How to combat seasonal affective disorder

Hannah Smith, Contributing writer

For many, there is no doubt that living and going to school in the Upper Peninsula is an amazing experience. Mother Superior is only minutes away; you are surrounded by incredible hiking trails, beautiful sunsets and the opportunity to partake in winter sports and activities. Although the fluffy white winters are loved by many Yoopers, they do come with a downside – A lack of sunshine and shortened days.

During the U.P.’s long winters, some residents, including students at NMU, fall victim to seasonal affective disorder.

“We [U.P. residents] have a greater risk factor of developing SAD because the seasonal effects are stronger since we are farther away from the equator,” Jon Barch, an assistant professor in the psychology department, said.

SAD often develops from a biochemical imbalance in the brain that occurs when there is less sunlight absorption. It is called seasonal affective disorder because it truly happens seasonally, mostly in the winter months when the sun is not out as much. According to the American Psychiatric Association, around 5% of adults experience symptoms of SAD.

According to Barch some symptoms can include loss of interest in everyday activities, trouble getting out of bed, sleeping too much, trouble sleeping, feeling hopeless, struggling with appetite and other typical symptoms of depression. Barch also said that taking Vitamin D supplements can help offset these symptoms.

“Mental health awareness is important because mental health struggles can be so isolating,” Mia Hickey, social media coordinator for Mind Your Health, a student organization dedicated to breaking the stigmas surrounding mental health, said. “I never want anyone to feel alone in their struggle.”

One way to help combat SAD is the use of light therapy. Sun lamps – lights that mimic the sun’s brightness and stimulates people to manufacture more Vitamin D – can be found in the Lydia M. Olsen Library and on the second floor of The Science Building. These sun lamps are often called happy lamps. You can even find fairly cheap versions of these sun lamps online so you can enjoy them in the comfort of your own room.

Graduate student Lauren Rotundo says that she finds comfort in using her sun lamp when she is feeling down or even if she is just having a rough day.

“It is actually very relaxing to sit under the light with my eyes closed. It is almost a form of meditation for me,” Rotundo said. “It allows for me to have some time to myself and enjoy the light.”

Abby Moffett, a graduate student getting her master’s in psychology, swears by going out and getting fresh air and some sun to help make herself feel better.

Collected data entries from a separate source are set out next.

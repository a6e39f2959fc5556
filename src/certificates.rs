//! Signing-certificate resolution.
//!
//! The portal allows at most one certificate per team, so resolution is
//! revoke-before-create. A successfully created certificate is cached on disk
//! as an encrypted blob keyed by its machine identifier; later runs on the
//! same installation take the fast path and never revoke anything.

use std::fs;
use std::io::{Read, Write};
use std::path::PathBuf;
use std::sync::Arc;

use anyhow::{Context, Result};
use dashmap::DashMap;
use log::{debug, info, warn};
use once_cell::sync::Lazy;
use tokio::sync::Mutex;

use crate::error::InstallError;
use crate::interaction::Interactor;
use crate::portal::types::{Certificate, Session, Team, TeamKind};
use crate::portal::PortalClient;

/// Machine-name label identifying certificates created by this tool family.
pub const MACHINE_NAME: &str = "Sideload";

const CACHE_ENTRY: &str = "certificate.json";

/// Two concurrent runs against the same team must not both pass the
/// "no existing certificate" check; resolution is serialized per team.
static TEAM_LOCKS: Lazy<DashMap<String, Arc<Mutex<()>>>> = Lazy::new(DashMap::new);

fn team_lock(team_identifier: &str) -> Arc<Mutex<()>> {
    TEAM_LOCKS
        .entry(team_identifier.to_string())
        .or_insert_with(|| Arc::new(Mutex::new(())))
        .clone()
}

/// Encrypted on-disk cache, one blob per team identifier. The blob is a
/// single AES-encrypted archive entry keyed by the certificate's machine
/// identifier; a blob that fails to open or parse is treated as absent.
pub struct CertificateCache {
    dir: PathBuf,
}

impl CertificateCache {
    pub fn new(dir: PathBuf) -> Self {
        Self { dir }
    }

    fn blob_path(&self, team_identifier: &str) -> PathBuf {
        self.dir.join(format!("{team_identifier}.p12"))
    }

    pub fn load(&self, team_identifier: &str, machine_identifier: &str) -> Option<Certificate> {
        let path = self.blob_path(team_identifier);
        let file = fs::File::open(&path).ok()?;

        let mut archive = zip::ZipArchive::new(file).ok()?;
        let mut entry = archive
            .by_name_decrypt(CACHE_ENTRY, machine_identifier.as_bytes())
            .ok()?;

        let mut payload = Vec::new();
        entry.read_to_end(&mut payload).ok()?;

        let mut certificate: Certificate = serde_json::from_slice(&payload).ok()?;
        // Restore the decryption key so the blob can be re-encrypted and
        // embedded into the companion app later.
        certificate.machine_identifier = Some(machine_identifier.to_string());
        Some(certificate)
    }

    /// Persist the certificate, encrypted with its machine identifier.
    /// Writes are atomic replaces so concurrent runs only ever observe a
    /// complete blob.
    pub fn store(&self, team_identifier: &str, certificate: &Certificate) -> Result<()> {
        let machine_identifier = certificate
            .machine_identifier
            .as_deref()
            .context("certificate has no machine identifier to encrypt with")?;

        fs::create_dir_all(&self.dir)
            .with_context(|| format!("failed to create {}", self.dir.display()))?;

        let payload = serde_json::to_vec(certificate)?;
        let encrypted = encrypt_blob(&payload, machine_identifier)?;

        let path = self.blob_path(team_identifier);
        let temp = path.with_extension("p12.tmp");
        fs::write(&temp, &encrypted)
            .with_context(|| format!("failed to write {}", temp.display()))?;
        fs::rename(&temp, &path)
            .with_context(|| format!("failed to replace {}", path.display()))?;

        Ok(())
    }
}

/// Produce the encrypted archive bytes for a certificate payload. Also used
/// when embedding the blob into the companion app bundle.
pub fn encrypt_blob(payload: &[u8], password: &str) -> Result<Vec<u8>> {
    let mut writer = zip::ZipWriter::new(std::io::Cursor::new(Vec::new()));
    let options = zip::write::SimpleFileOptions::default()
        .compression_method(zip::CompressionMethod::Deflated)
        .with_aes_encryption(zip::AesMode::Aes256, password);

    writer.start_file(CACHE_ENTRY, options)?;
    writer.write_all(payload)?;
    let cursor = writer.finish()?;
    Ok(cursor.into_inner())
}

/// Serialize and encrypt a certificate for embedding, keyed by its machine
/// identifier. Returns `None` when no machine identifier is known.
pub fn encrypted_certificate_blob(certificate: &Certificate) -> Option<Vec<u8>> {
    let machine_identifier = certificate.machine_identifier.as_deref()?;
    let payload = serde_json::to_vec(certificate).ok()?;
    encrypt_blob(&payload, machine_identifier).ok()
}

pub struct CertificateManager {
    portal: Arc<dyn PortalClient>,
    interactor: Arc<dyn Interactor>,
    cache: CertificateCache,
}

impl CertificateManager {
    pub fn new(
        portal: Arc<dyn PortalClient>,
        interactor: Arc<dyn Interactor>,
        cache: CertificateCache,
    ) -> Self {
        Self {
            portal,
            interactor,
            cache,
        }
    }

    /// Resolve the single active signing certificate for `team`.
    ///
    /// Policy, in order: cached fast path for a same-tool certificate; an
    /// interactive gate when a same-tool certificate exists without a usable
    /// cache (the account was used with a different installation); a second
    /// gate when the team is above the free tier (creating will revoke the
    /// general development certificate); revoke any existing certificate and
    /// re-run; otherwise create, re-fetch for the server-assigned record,
    /// attach the private key, and cache.
    pub async fn resolve(&self, team: &Team, session: &Session) -> Result<Certificate> {
        let lock = team_lock(&team.identifier);
        let _guard = lock.lock().await;

        // Each interactive gate fires at most once per run, even though the
        // policy re-runs after a revoke.
        let mut confirmed_other_install = false;
        let mut confirmed_revocation = false;

        loop {
            let certificates = self.portal.fetch_certificates(team, session).await?;

            if let Some(previous) = certificates.iter().find(|certificate| {
                certificate
                    .machine_name
                    .as_deref()
                    .is_some_and(|name| name.starts_with(MACHINE_NAME))
            }) {
                if let Some(machine_identifier) = previous.machine_identifier.as_deref() {
                    if let Some(cached) = self.cache.load(&team.identifier, machine_identifier) {
                        debug!("using cached certificate for team {}", team.identifier);
                        return Ok(cached);
                    }
                }

                // A same-tool certificate exists but we have no cache for it:
                // this account was used with a different installation, and
                // continuing will revoke that installation's certificate.
                if !confirmed_other_install {
                    let confirmed = self
                        .interactor
                        .confirm(
                            "Multiple Installations Not Supported",
                            "Please use the same installation you previously used with this \
                             account, or apps installed with it will stop working. Continue?",
                        )
                        .await;
                    if !confirmed {
                        return Err(InstallError::Cancelled.into());
                    }
                    confirmed_other_install = true;
                }
            }

            if team.kind != TeamKind::Free && !confirmed_revocation {
                let confirmed = self
                    .interactor
                    .confirm(
                        "Installing this app will revoke your development certificate.",
                        "This will not affect apps you've submitted to the store, but apps \
                         installed to your devices with your own tooling may stop working \
                         until you reinstall them. Continue?",
                    )
                    .await;
                if !confirmed {
                    return Err(InstallError::Cancelled.into());
                }
                confirmed_revocation = true;
            }

            if let Some(existing) = certificates.first() {
                // At most one certificate can exist per team, so this loop
                // revokes at most once before reaching the create path.
                info!(
                    "revoking existing certificate {} for team {}",
                    existing.serial_number, team.identifier
                );
                self.portal
                    .revoke_certificate(existing, team, session)
                    .await?;
                continue;
            }

            return self.create_certificate(team, session).await;
        }
    }

    async fn create_certificate(&self, team: &Team, session: &Session) -> Result<Certificate> {
        let created = self
            .portal
            .add_certificate(MACHINE_NAME, team, session)
            .await?;

        let private_key = created
            .private_key
            .clone()
            .ok_or(InstallError::MissingPrivateKey)?;

        // The create call does not return the private key bound to the
        // server-assigned record; re-fetch and match by serial number.
        let certificates = self.portal.fetch_certificates(team, session).await?;
        let mut certificate = certificates
            .into_iter()
            .find(|certificate| certificate.serial_number == created.serial_number)
            .ok_or(InstallError::MissingCertificate)?;

        certificate.private_key = Some(private_key);

        if let Err(error) = self.cache.store(&team.identifier, &certificate) {
            // Non-fatal: the next run will just take the slow path.
            warn!("failed to cache certificate: {error:#}");
        }

        Ok(certificate)
    }
}

#[cfg(test)]
mod tests {
    use super::*;
    use crate::mock::{self, MockPortal, PortalCall, ScriptedInteractor};
    use crate::portal::types::TeamKind;

    fn foreign_certificate() -> Certificate {
        Certificate {
            serial_number: "XCODE1".into(),
            machine_name: Some("Xcode iOS Development".into()),
            machine_identifier: None,
            data: None,
            private_key: None,
        }
    }

    fn manager(portal: Arc<MockPortal>, interactor: ScriptedInteractor) -> CertificateManager {
        let dir = tempfile::tempdir().unwrap();
        CertificateManager::new(
            portal,
            Arc::new(interactor),
            CertificateCache::new(dir.path().to_path_buf()),
        )
    }

    #[tokio::test]
    async fn existing_foreign_certificate_is_revoked_then_one_created() {
        let portal = Arc::new(MockPortal::new().with_certificate(foreign_certificate()));
        let manager = manager(Arc::clone(&portal), ScriptedInteractor::accepting());

        let team = mock::team(TeamKind::Free);
        let certificate = manager.resolve(&team, &mock::session()).await.unwrap();

        assert_eq!(portal.count(PortalCall::RevokeCertificate), 1);
        assert_eq!(portal.count(PortalCall::AddCertificate), 1);
        assert!(certificate.private_key.is_some());
        assert_eq!(certificate.machine_name.as_deref(), Some(MACHINE_NAME));
    }

    #[tokio::test]
    async fn no_existing_certificate_creates_without_revoking() {
        let portal = Arc::new(MockPortal::new());
        let manager = manager(Arc::clone(&portal), ScriptedInteractor::accepting());

        let team = mock::team(TeamKind::Free);
        manager.resolve(&team, &mock::session()).await.unwrap();

        assert_eq!(portal.count(PortalCall::RevokeCertificate), 0);
        assert_eq!(portal.count(PortalCall::AddCertificate), 1);
    }

    #[tokio::test]
    async fn paid_team_prompts_before_revoking() {
        let portal = Arc::new(MockPortal::new());
        let interactor = ScriptedInteractor::with_confirmations(vec![false]);
        let manager = manager(Arc::clone(&portal), interactor);

        let team = mock::team(TeamKind::Organization);
        let error = manager
            .resolve(&team, &mock::session())
            .await
            .unwrap_err();

        assert!(matches!(
            error.downcast_ref::<InstallError>(),
            Some(InstallError::Cancelled)
        ));
        assert_eq!(portal.count(PortalCall::AddCertificate), 0);
    }

    #[tokio::test]
    async fn same_tool_certificate_without_cache_requires_confirmation() {
        let previous = Certificate {
            serial_number: "OLD1".into(),
            machine_name: Some("Sideload".into()),
            machine_identifier: Some("OLDMACHINE".into()),
            data: None,
            private_key: None,
        };
        let portal = Arc::new(MockPortal::new().with_certificate(previous));
        let interactor = ScriptedInteractor::with_confirmations(vec![false]);
        let manager = manager(Arc::clone(&portal), interactor);

        let team = mock::team(TeamKind::Free);
        let error = manager
            .resolve(&team, &mock::session())
            .await
            .unwrap_err();

        assert!(matches!(
            error.downcast_ref::<InstallError>(),
            Some(InstallError::Cancelled)
        ));
        assert_eq!(portal.count(PortalCall::RevokeCertificate), 0);
    }

    #[tokio::test]
    async fn cached_certificate_short_circuits_resolution() {
        let dir = tempfile::tempdir().unwrap();
        let cache = CertificateCache::new(dir.path().to_path_buf());

        let certificate = Certificate {
            serial_number: "CACHED1".into(),
            machine_name: Some("Sideload".into()),
            machine_identifier: Some("MACHINE9".into()),
            data: Some(vec![1, 2, 3]),
            private_key: Some(b"key".to_vec()),
        };
        cache.store("ABC123XYZ0", &certificate).unwrap();

        let portal = Arc::new(MockPortal::new().with_certificate(Certificate {
            private_key: None,
            ..certificate.clone()
        }));
        let manager = CertificateManager::new(
            portal.clone() as Arc<dyn PortalClient>,
            Arc::new(ScriptedInteractor::with_confirmations(vec![false])),
            CertificateCache::new(dir.path().to_path_buf()),
        );

        let team = mock::team(TeamKind::Free);
        let resolved = manager.resolve(&team, &mock::session()).await.unwrap();

        // Fast path: no prompts, no revocation, key restored from cache.
        assert_eq!(resolved.serial_number, "CACHED1");
        assert_eq!(resolved.private_key.as_deref(), Some(b"key".as_slice()));
        assert_eq!(portal.count(PortalCall::RevokeCertificate), 0);
        assert_eq!(portal.count(PortalCall::AddCertificate), 0);
    }

    #[test]
    fn cache_load_fails_with_wrong_key() {
        let dir = tempfile::tempdir().unwrap();
        let cache = CertificateCache::new(dir.path().to_path_buf());

        let certificate = Certificate {
            serial_number: "CACHED1".into(),
            machine_name: Some("Sideload".into()),
            machine_identifier: Some("RIGHTKEY".into()),
            data: None,
            private_key: None,
        };
        cache.store("ABC123XYZ0", &certificate).unwrap();

        assert!(cache.load("ABC123XYZ0", "WRONGKEY").is_none());
        assert!(cache.load("ABC123XYZ0", "RIGHTKEY").is_some());
    }
}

“It is essential that students find something that they enjoy and try to filter in breaks from school and work to go do those things,” Moffett said. “For me, I like to go on hikes, take my dog for a walk or simply sit by the lake. Doing these activities forces me to get out of my house and stay active.”

Many students experience the effects of SAD and it is important to know and understand the symptoms so you can get the proper help and care. However, it is crucial to remember that you are not alone when it comes to mental health struggles.

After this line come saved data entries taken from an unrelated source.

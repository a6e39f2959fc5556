//! Interactive confirmation coordination.
//!
//! Network stages must be able to suspend on a user decision without tying up
//! the async I/O threads. Implementations run their blocking prompt on the
//! blocking pool and resolve exactly once per request.

use async_trait::async_trait;
use log::warn;

/// User decisions the workflow can block on.
#[async_trait]
pub trait Interactor: Send + Sync {
    /// Ask for a yes/no confirmation. `false` cancels the current run.
    async fn confirm(&self, title: &str, message: &str) -> bool;

    /// Ask for the 6-digit verification code sent to the user's devices.
    /// `None` means the user declined, which fails authentication with a
    /// dedicated cancellation condition.
    async fn request_verification_code(&self) -> Option<String>;
}

/// Terminal prompts via `inquire`, executed off the async runtime.
pub struct CliInteractor;

#[async_trait]
impl Interactor for CliInteractor {
    async fn confirm(&self, title: &str, message: &str) -> bool {
        let title = title.to_string();
        let message = message.to_string();

        let answer = tokio::task::spawn_blocking(move || {
            println!("\n{title}");
            inquire::Confirm::new(&message).with_default(false).prompt()
        })
        .await;

        match answer {
            Ok(Ok(confirmed)) => confirmed,
            Ok(Err(error)) => {
                warn!("confirmation prompt failed: {error}");
                false
            }
            Err(error) => {
                warn!("confirmation prompt panicked: {error}");
                false
            }
        }
    }

    async fn request_verification_code(&self) -> Option<String> {
        let answer = tokio::task::spawn_blocking(|| {
            inquire::Text::new("Enter the 6-digit verification code sent to your devices:")
                .with_validator(|input: &str| {
                    let trimmed = input.trim();
                    if trimmed.len() == 6 && trimmed.chars().all(|c| c.is_ascii_digit()) {
                        Ok(inquire::validator::Validation::Valid)
                    } else {
                        Ok(inquire::validator::Validation::Invalid(
                            "The code is 6 digits.".into(),
                        ))
                    }
                })
                .prompt()
        })
        .await;

        match answer {
            Ok(Ok(code)) => Some(code.trim().to_string()),
            _ => None,
        }
    }
}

“Seasonal affective disorder or any other mental or physical health-related problem can sometimes make people feel like you are different, or lesser, or alone. I just want to remind people just how common these types of experiences are,” Barch said. “There is no shame in seeking help for this, anytime you think you need help ask for it. Help is usually available.”

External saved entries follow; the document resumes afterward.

#[cfg(test)]
mod tests {
    use super::*;
    use crate::anisette::sources::NullPluginBus;
    use crate::anisette::{AnisetteData, PrimarySource};
    use crate::certificates::CertificateCache;
    use crate::error::AnisetteError;
    use crate::mock::{self, MockPortal, MockSigner, MockTransport, RecordingNotifier, ScriptedInteractor};
    use std::fs;
    use std::sync::Mutex;

    struct FixedPrimary;

    #[async_trait::async_trait]
    impl PrimarySource for FixedPrimary {
        fn bundle_id(&self) -> &str {
            "io.sideloadd.svc"
        }

        async fn request(&self) -> Result<AnisetteData, AnisetteError> {
            Ok(mock::anisette())
        }
    }

    struct Harness {
        portal: Arc<MockPortal>,
        transport: Arc<MockTransport>,
        signer: Arc<MockSigner>,
        notifier: Arc<RecordingNotifier>,
        pipeline: InstallPipeline,
        _root: tempfile::TempDir,
    }

    fn harness(portal: MockPortal) -> Harness {
        let root = tempfile::tempdir().unwrap();
        let portal = Arc::new(portal);
        let transport = Arc::new(MockTransport {
            image_mounted: true,
            ..MockTransport::default()
        });
        let signer = Arc::new(MockSigner::default());
        let notifier = Arc::new(RecordingNotifier::default());

        let anisette = Arc::new(AnisetteBroker::new(
            Arc::new(FixedPrimary),
            Arc::new(NullPluginBus),
        ));
        let certificates = Arc::new(CertificateManager::new(
            portal.clone() as Arc<dyn PortalClient>,
            Arc::new(ScriptedInteractor::accepting()),
            CertificateCache::new(root.path().join("certificates")),
        ));
        let disks = Arc::new(DeveloperDiskManager::with_feed_url(
            root.path().join("developer-disks"),
            "http://127.0.0.1:1/feed.json".into(),
        ));

        let signer_factory: Box<dyn Fn(&Certificate) -> Arc<dyn AppSigner> + Send + Sync> = {
            let signer = signer.clone();
            Box::new(move |_| signer.clone() as Arc<dyn AppSigner>)
        };

        let pipeline = InstallPipeline::new(
            portal.clone() as Arc<dyn PortalClient>,
            Arc::new(ScriptedInteractor::accepting()),
            transport.clone() as Arc<dyn DeviceTransport>,
            notifier.clone() as Arc<dyn Notifier>,
            anisette,
            certificates,
            disks,
            signer_factory,
            "SERVER1".into(),
        );

        Harness {
            portal,
            transport,
            signer,
            notifier,
            pipeline,
            _root: root,
        }
    }

    fn local_ipa(dir: &std::path::Path, bundle_id: &str, name: &str) -> PathBuf {
        let bundle = dir.join(format!("{name}.app"));
        fs::create_dir_all(&bundle).unwrap();
        let mut info = plist::Dictionary::new();
        info.insert("CFBundleIdentifier".into(), plist::Value::from(bundle_id));
        info.insert("CFBundleName".into(), plist::Value::from(name));
        plist::to_file_xml(bundle.join("Info.plist"), &info).unwrap();

        let ipa = dir.join(format!("{name}.ipa"));
        app::pack_ipa(&bundle, &ipa).unwrap();
        ipa
    }

    /// Observer recording the stage order.
    #[derive(Default)]
    struct RecordingObserver {
        stages: Mutex<Vec<Stage>>,
    }

    impl PipelineObserver for RecordingObserver {
        fn stage_started(&self, stage: Stage) {
            self.stages.lock().unwrap().push(stage);
        }
    }

    #[tokio::test]
    async fn local_package_installs_end_to_end() {
        use crate::portal::types::TeamKind;

        let dir = tempfile::tempdir().unwrap();
        let ipa = local_ipa(dir.path(), "com.example.app", "Example");

        let h = harness(MockPortal::new().with_team(mock::team(TeamKind::Free)));
        let request = InstallRequest {
            apple_id: "tester@example.com".into(),
            password: "secret".into(),
            device: mock::device(),
            source: PackageSource::Local(ipa),
        };

        let observer = RecordingObserver::default();
        h.pipeline.run(&request, &observer).await.unwrap();

        assert_eq!(*observer.stages.lock().unwrap(), Stage::ALL.to_vec());

        // One signed install, no active-profile restriction for a regular app.
        let installs = h.transport.installs.lock().unwrap();
        assert_eq!(installs.len(), 1);
        assert!(installs[0].2.is_none());

        let signed = h.signer.signed.lock().unwrap();
        assert_eq!(signed.len(), 1);
        assert_eq!(signed[0].1, vec!["com.example.app.ABC123XYZ0".to_string()]);

        let notifications = h.notifier.notifications.lock().unwrap();
        assert!(notifications.contains(&"Installing App".to_string()));
        assert!(notifications.contains(&"Installation Succeeded".to_string()));
    }

    #[tokio::test]
    async fn companion_on_free_team_restricts_active_profiles() {
        use crate::app::COMPANION_BUNDLE_ID;
        use crate::portal::types::TeamKind;

        let dir = tempfile::tempdir().unwrap();
        let ipa = local_ipa(dir.path(), COMPANION_BUNDLE_ID, "Store");

        let h = harness(MockPortal::new().with_team(mock::team(TeamKind::Free)));
        let request = InstallRequest {
            apple_id: "tester@example.com".into(),
            password: "secret".into(),
            device: mock::device(),
            source: PackageSource::Local(ipa),
        };

        h.pipeline.run(&request, &LogObserver).await.unwrap();

        let installs = h.transport.installs.lock().unwrap();
        let active = installs[0].2.as_ref().unwrap();
        assert!(active.contains(&format!("com.ABC123XYZ0.{COMPANION_BUNDLE_ID}")));
    }

    #[tokio::test]
    async fn no_team_fails_with_the_stage_title() {
        let dir = tempfile::tempdir().unwrap();
        let ipa = local_ipa(dir.path(), "com.example.app", "Example");

        let h = harness(MockPortal::new());
        let request = InstallRequest {
            apple_id: "tester@example.com".into(),
            password: "secret".into(),
            device: mock::device(),
            source: PackageSource::Local(ipa),
        };

        let error = h.pipeline.run(&request, &LogObserver).await.unwrap_err();
        assert_eq!(error.to_string(), "Failed to Fetch Team");
        assert_eq!(h.portal.count(crate::mock::PortalCall::RegisterDevice), 0);
    }

    #[tokio::test]
    async fn two_factor_refusal_is_a_silent_authentication_failure() {
        use crate::portal::types::TeamKind;

        let dir = tempfile::tempdir().unwrap();
        let ipa = local_ipa(dir.path(), "com.example.app", "Example");

        let mut portal = MockPortal::new().with_team(mock::team(TeamKind::Free));
        portal.required_verification_code = Some("123456".into());

        let h = harness(portal);
        let request = InstallRequest {
            apple_id: "tester@example.com".into(),
            password: "secret".into(),
            device: mock::device(),
            source: PackageSource::Local(ipa),
        };

        // ScriptedInteractor::accepting has no verification code to give.
        let error = h.pipeline.run(&request, &LogObserver).await.unwrap_err();
        assert!(crate::error::is_silent_failure(&error));
    }
}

Northern has many resources that allow students in need to talk to licensed therapists during difficult times. Nick Jones, a senior majoring in marketing said that Northern’s mental health facilities really helped him get through tough times.

“I went to NMU counseling when I was having a lot of problems,” Jones said. “They got me an appointment within a few days and I was able to talk to someone that helped me walk through the issues I had.”

Besides using light therapy or psychotherapy (talking to a therapist), there are many other ways to combat SAD. Prioritizing social activities often helps people fight off the wintertime blues. According to Hickey, surrounding yourself in a positive environment with supportive people is a significantly helpful way to help with seasonal depression.

Hickey, also states that other ways to help fight off the symptoms of SAD include journaling, soaking up whatever sun you can, staying active and sticking to a schedule.

If you want to learn more about what NMU’s Mental Health facilities consist of, you can find more information by calling 906-227-2980. In addition, if you or someone you know are having thoughts about hurting themselves, the National Suicide Prevention Lifeline is 800-273-8255.